1) REALIZATION: If your mate says its over. Respect the decision and take time to reflect on the relationship.
2) FORWARD MARCH: Moving on requires that you continue to focus on life. Continue to function daily while feeling sadness. Don’t stay in sadness too long as it’ll prevent you from marching into your happy place emotionally.
3) DON’T BE ANNOYING: Do not call your ex’s phone incessantly. Doing this will annoy the person to the point that they’ll either blocks your calls or changes their number.
4) DON’T STALK: Do not wait at the gym, work, home or any other place that your ex frequents in hopes of seeing or speaking with them. This is a major turn-off and will only push him / her further away from you. It can force them into getting a restraining order against you.
5) YOU’RE NOT SANTA: Do not send gifts to your ex. This makes you seem desperate. Trying to lure a person with gifts may work temporarily but not long-term in sustaining a healthy relationship.
6) SAVE YOURSELF: If the relationship is over then you shouldn’t have sex with your ex. This complicates the situation and can become emotionally confusing for you both. Save yourself for yourself or for your next lover.

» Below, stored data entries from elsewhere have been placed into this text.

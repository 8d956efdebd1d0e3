use super::utils::{finish_ceremony, start_ceremony, transition};
use crate::authenticator::PlatformAuthenticator;
use crate::ceremony::config::{FINISH_AUTHENTICATION_PATH, START_AUTHENTICATION_PATH};
use crate::ceremony::errors::CeremonyError;
use crate::ceremony::types::{CeremonyOutcome, CeremonyState, ServerEnvelope};
use crate::codec;
use crate::transport::CeremonyTransport;

/// Run one authentication ceremony: fetch options (the allow-list may be
/// empty, requesting any discoverable credential), obtain an assertion from
/// the platform, post it back for verification.
pub(super) async fn run(
    transport: &dyn CeremonyTransport,
    authenticator: &dyn PlatformAuthenticator,
) -> Result<CeremonyOutcome, CeremonyError> {
    let state = transition(CeremonyState::Idle, CeremonyState::AwaitingServerOptions);

    let start = start_ceremony(transport, START_AUTHENTICATION_PATH).await?;
    let options = codec::decode_authentication_options(&start.credential)?;

    let state = transition(state, CeremonyState::AwaitingPlatformResult);

    let assertion = authenticator.get_credential(&options).await?;

    transition(state, CeremonyState::AwaitingServerVerification);

    let envelope = ServerEnvelope {
        public_key_credential: codec::encode_assertion(&assertion),
        id: start.id,
    };

    finish_ceremony(transport, FINISH_AUTHENTICATION_PATH, &envelope).await
}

7) NO FIGHTING: Do not allow yourself to get into altercations verbally or physically with your ex’s new lover. This make you seem immature and jealous. This can also lead to serious legal issues.
8) NO DISCUSSIONS: If you and your ex have mutual friends / family, don’t converse with them regarding the relationship. This will keep you in a state of sadness or depression. It will stagnate your healing process. It’ll also make way for gossip.
9) REMOVE MEMORIES: Remove any reminders of the person from your space. The old adage “Out of Sight; Out of Mind” really does work.
10) TIME: Another old adage that reigns true is “Time Heals All Wounds”. Give yourself time to heal from the relationship and the break-up. The more time that passes typically the better you feel. Do not immediately jump into another relationship. Chances are you’ll bring the bad baggage from the past relationship into the new one.